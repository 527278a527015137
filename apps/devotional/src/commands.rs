//! Subcommand handlers. Each one wires the filesystem stores and, for
//! `generate`, the model client into the pipeline functions.

use std::num::NonZeroU32;

use anyhow::{Context, Result};
use tracing::info;

use crate::config::{Config, EditorialConfig, Paths};
use crate::entries::publisher::publish_due;
use crate::entries::scheduler::today_utc;
use crate::entries::store::EntryStore;
use crate::generation::generator::{generate_entries, GenerationContext};
use crate::llm_client::LlmClient;
use crate::passages::backfill::backfill;
use crate::passages::registry::{JsonRegistryFile, RegistryStore};

pub async fn generate(paths: &Paths, count: NonZeroU32) -> Result<()> {
    let config = Config::from_env()?;
    let editorial = EditorialConfig::load(&paths.sources_file)?;
    let client = LlmClient::new(config.llm).context("failed to build the HTTP client")?;
    info!("Using {} for {}", client.model(), editorial.site_name);

    let store = EntryStore::new(paths.entries_dir.clone());
    let registry = JsonRegistryFile::new(paths.registry_file.clone());
    let ctx = GenerationContext {
        store: &store,
        registry_store: &registry,
        editorial: &editorial,
        generator: &client,
    };

    let summary = generate_entries(&ctx, count.get(), today_utc()).await?;
    match summary.stopped_on {
        Some(date) => info!(
            "Stopped at {date}; wrote {} new draft(s)",
            summary.written.len()
        ),
        None => info!("Done. Wrote {} new draft(s)", summary.written.len()),
    }
    Ok(())
}

pub fn publish(paths: &Paths) -> Result<()> {
    let store = EntryStore::new(paths.entries_dir.clone());
    publish_due(&store, today_utc())?;
    Ok(())
}

pub fn backfill_registry(paths: &Paths) -> Result<()> {
    let store = EntryStore::new(paths.entries_dir.clone());
    let report = backfill(&store)?;

    let registry = JsonRegistryFile::new(paths.registry_file.clone());
    registry.persist(&report.registry)?;
    info!(
        "Wrote {} passages to {}",
        report.registry.passages.len(),
        registry.path().display()
    );
    Ok(())
}

#[cfg(test)]
mod tests {
    use std::path::Path;

    use super::*;
    use crate::passages::normalize::{hash_passage, normalize};

    fn paths(root: &Path) -> Paths {
        Paths {
            entries_dir: root.join("entries"),
            registry_file: root.join("used-passages.json"),
            sources_file: root.join("sources.json"),
        }
    }

    #[test]
    fn test_backfill_registry_writes_json_file() {
        let dir = tempfile::tempdir().unwrap();
        let paths = paths(dir.path());
        std::fs::create_dir_all(&paths.entries_dir).unwrap();
        std::fs::write(
            paths.entries_dir.join("2024-01-01.md"),
            "---\ntitle: \"T\"\ndate: 2024-01-01\npassage: |\n  Know thyself.\nauthor: \"Socrates\"\nsource: \"Apology\"\ntags: [self]\ndraft: false\n---\n\nBody.\n",
        )
        .unwrap();

        backfill_registry(&paths).unwrap();

        let registry = JsonRegistryFile::new(paths.registry_file.clone())
            .load()
            .unwrap();
        assert_eq!(registry.passages.len(), 1);
        assert_eq!(
            registry.passages[0].passage_hash,
            hash_passage(&normalize("Know thyself."))
        );
    }

    #[test]
    fn test_publish_with_missing_entries_dir_is_a_no_op() {
        let dir = tempfile::tempdir().unwrap();
        publish(&paths(dir.path())).unwrap();
    }
}
//! Line-oriented access to an entry's frontmatter block.
//!
//! Lines locate the block, its keys and the passage text; typed values come
//! from deserializing the block as YAML. The passage is always read from the
//! lines, so the live generation path and the registry backfill hash exactly
//! the same text.

use serde::de::DeserializeOwned;

pub const DELIMITER: &str = "---";

/// Indentation stripped from each block-scalar line.
const BLOCK_INDENT: &str = "  ";

/// True for a `---` line starting in column 0. Trailing whitespace is
/// ignored; an indented `---` belongs to a block scalar.
pub fn is_delimiter(line: &str) -> bool {
    line.trim_end() == DELIMITER
}

/// Returns the key of a top-level `key: value` line.
///
/// A top-level key starts in column 0 with an ASCII letter and is made of
/// letters, digits, `_` or `-` up to the colon.
pub fn top_level_key(line: &str) -> Option<&str> {
    let (key, _) = line.split_once(':')?;
    let mut chars = key.chars();
    let first = chars.next()?;
    if !first.is_ascii_alphabetic() {
        return None;
    }
    if chars.all(|c| c.is_ascii_alphanumeric() || c == '_' || c == '-') {
        Some(key)
    } else {
        None
    }
}

/// The raw lines of a frontmatter block, without the delimiters.
#[derive(Debug, Clone, Default, PartialEq, Eq)]
pub struct Frontmatter {
    lines: Vec<String>,
}

impl Frontmatter {
    pub fn from_lines<I, S>(lines: I) -> Self
    where
        I: IntoIterator<Item = S>,
        S: Into<String>,
    {
        Self {
            lines: lines.into_iter().map(Into::into).collect(),
        }
    }

    pub fn lines(&self) -> &[String] {
        &self.lines
    }

    pub fn has_key(&self, key: &str) -> bool {
        self.key_index(key).is_some()
    }

    fn key_index(&self, key: &str) -> Option<usize> {
        self.lines.iter().position(|l| top_level_key(l) == Some(key))
    }

    fn inline_value(&self, index: usize) -> &str {
        self.lines[index]
            .split_once(':')
            .map(|(_, v)| v.trim())
            .unwrap_or("")
    }

    /// Lines belonging to the value of the key at `index`, up to the next
    /// top-level key.
    fn continuation(&self, index: usize) -> impl Iterator<Item = &str> {
        self.lines[index + 1..]
            .iter()
            .map(String::as_str)
            .take_while(|l| top_level_key(l).is_none() && !is_delimiter(l))
    }

    /// Multi-line text value. Handles `|`, `|-`, `>` and `>-` block scalars
    /// as well as inline values. The result is trimmed.
    pub fn text(&self, key: &str) -> Option<String> {
        let index = self.key_index(key)?;
        let inline = self.inline_value(index);

        let indicator = inline.chars().next();
        let is_block = inline.is_empty() || matches!(indicator, Some('|') | Some('>'));
        if !is_block {
            // Plain or quoted scalar on the key line.
            let value: String = serde_yaml::from_str(inline).ok()?;
            let value = value.trim();
            return (!value.is_empty()).then(|| value.to_string());
        }

        let lines: Vec<&str> = self
            .continuation(index)
            .map(|l| l.strip_prefix(BLOCK_INDENT).unwrap_or(l))
            .collect();

        let text = if indicator == Some('>') {
            fold(&lines)
        } else {
            lines.join("\n")
        };
        let text = text.trim();
        (!text.is_empty()).then(|| text.to_string())
    }

    /// Deserializes the whole block as YAML.
    pub fn fields<T: DeserializeOwned>(&self) -> Result<T, serde_yaml::Error> {
        serde_yaml::from_str(&self.lines.join("\n"))
    }

    /// Sets a single-line value, replacing the existing line or appending a
    /// new one at the end of the block.
    pub fn set_scalar(&mut self, key: &str, value: &str) {
        let line = format!("{key}: {value}");
        match self.key_index(key) {
            Some(index) => self.lines[index] = line,
            None => self.lines.push(line),
        }
    }

    /// Renders the block and body as an entry file.
    pub fn render(&self, body: &str) -> String {
        let mut out = String::new();
        out.push_str(DELIMITER);
        out.push('\n');
        for line in self.lines() {
            out.push_str(line);
            out.push('\n');
        }
        out.push_str(DELIMITER);
        out.push_str("\n\n");
        out.push_str(body.trim());
        out.push('\n');
        out
    }
}

/// Splits an entry file into its frontmatter and body. The file must open
/// with a delimiter line; returns `None` otherwise or if the block is never
/// closed.
pub fn split_document(text: &str) -> Option<(Frontmatter, String)> {
    let mut lines = text.lines();
    if !is_delimiter(lines.next()?) {
        return None;
    }

    let mut block = Vec::new();
    for line in lines.by_ref() {
        if is_delimiter(line) {
            let body = lines.collect::<Vec<_>>().join("\n");
            return Some((Frontmatter::from_lines(block), body.trim().to_string()));
        }
        block.push(line);
    }
    None
}

fn fold(lines: &[&str]) -> String {
    let mut out = String::new();
    for line in lines {
        if line.trim().is_empty() {
            out.push('\n');
        } else {
            if !out.is_empty() && !out.ends_with('\n') {
                out.push(' ');
            }
            out.push_str(line.trim());
        }
    }
    out
}

#[cfg(test)]
mod tests {
    use super::*;

    const SAMPLE: &str = r#"---
title: "The Slow Hand"
date: 2024-02-01
passage: |
  I wandered lonely as a cloud
  That floats on high o'er vales and hills,

  When all at once I saw a crowd,
author: "William Wordsworth"
source: 'I Wandered Lonely as a Cloud'
sourceYear: c. 1804
excerpt: false
tags:
  - attention
  - solitude
draft: true
---

Commentary body here.
"#;

    fn sample() -> Frontmatter {
        split_document(SAMPLE).unwrap().0
    }

    #[test]
    fn test_top_level_key_detection() {
        assert_eq!(top_level_key("title: x"), Some("title"));
        assert_eq!(top_level_key("sourceYear: 1850"), Some("sourceYear"));
        assert_eq!(top_level_key("  - tag"), None);
        assert_eq!(top_level_key("  indented: nope"), None);
        assert_eq!(top_level_key("no colon here"), None);
        assert_eq!(top_level_key("Two words: still prose"), None);
    }

    #[derive(Debug, serde::Deserialize)]
    #[serde(rename_all = "camelCase")]
    struct Attribution {
        title: String,
        author: String,
        source: String,
        source_year: Option<String>,
        passage_link: Option<String>,
        tags: Vec<String>,
        draft: Option<bool>,
    }

    #[test]
    fn test_fields_deserializes_block() {
        let fields: Attribution = sample().fields().unwrap();
        assert_eq!(fields.title, "The Slow Hand");
        assert_eq!(fields.author, "William Wordsworth");
        assert_eq!(fields.source, "I Wandered Lonely as a Cloud");
        assert_eq!(fields.source_year.as_deref(), Some("c. 1804"));
        assert_eq!(fields.passage_link, None);
        assert_eq!(fields.tags, vec!["attention", "solitude"]);
        assert_eq!(fields.draft, Some(true));
    }

    #[test]
    fn test_fields_rejects_invalid_yaml() {
        let fm = Frontmatter::from_lines(["title: Waiting: A Meditation"]);
        assert!(fm.fields::<serde_yaml::Value>().is_err());
    }

    #[test]
    fn test_block_scalar_strips_indent_and_keeps_line_breaks() {
        let passage = sample().text("passage").unwrap();
        assert_eq!(
            passage,
            "I wandered lonely as a cloud\nThat floats on high o'er vales and hills,\n\nWhen all at once I saw a crowd,"
        );
    }

    #[test]
    fn test_inline_text_value() {
        let fm = Frontmatter::from_lines(["passage: \"Know thyself.\""]);
        assert_eq!(fm.text("passage").as_deref(), Some("Know thyself."));
    }

    #[test]
    fn test_folded_block_scalar_joins_lines() {
        let fm = Frontmatter::from_lines(["passage: >", "  one", "  two", "", "  three"]);
        assert_eq!(fm.text("passage").as_deref(), Some("one two\nthree"));
    }

    #[test]
    fn test_block_scalar_stops_at_closing_delimiter() {
        let fm = Frontmatter::from_lines(["passage: |", "  line", "---", "  after"]);
        assert_eq!(fm.text("passage").as_deref(), Some("line"));
    }

    #[test]
    fn test_indented_delimiter_stays_in_block_scalar() {
        assert!(is_delimiter("---"));
        assert!(is_delimiter("---  "));
        assert!(!is_delimiter("  ---"));

        let (fm, _) = split_document("---\npassage: |\n  part one\n  ---\n  part two\nauthor: x\n---\nbody\n").unwrap();
        assert_eq!(fm.text("passage").as_deref(), Some("part one\n---\npart two"));
        assert!(fm.has_key("author"));
    }

    #[test]
    fn test_set_scalar_replaces_or_appends() {
        let mut fm = Frontmatter::from_lines(["title: a", "draft: false"]);
        fm.set_scalar("draft", "true");
        assert_eq!(fm.lines(), ["title: a", "draft: true"]);

        let mut fm = Frontmatter::from_lines(["title: a"]);
        fm.set_scalar("draft", "true");
        assert_eq!(fm.lines(), ["title: a", "draft: true"]);
    }

    #[test]
    fn test_split_document_requires_leading_delimiter() {
        assert!(split_document("title: x\n---\n").is_none());
        assert!(split_document("---\ntitle: x\n").is_none());

        let (fm, body) = split_document(SAMPLE).unwrap();
        assert!(fm.has_key("tags"));
        assert_eq!(body, "Commentary body here.");
    }

    #[test]
    fn test_render_then_split_preserves_block() {
        let (fm, body) = split_document(SAMPLE).unwrap();
        let rendered = fm.render(&body);
        let (again, body_again) = split_document(&rendered).unwrap();
        assert_eq!(again, fm);
        assert_eq!(body_again, body);
    }
}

TASK DESCRIPTION
Pull from the data each line where the string "sourceYear" turns up.

SOLUTION FOR THIS TASK
sourceYear: c. 1804
        assert_eq!(top_level_key("sourceYear: 1850"), Some("sourceYear"));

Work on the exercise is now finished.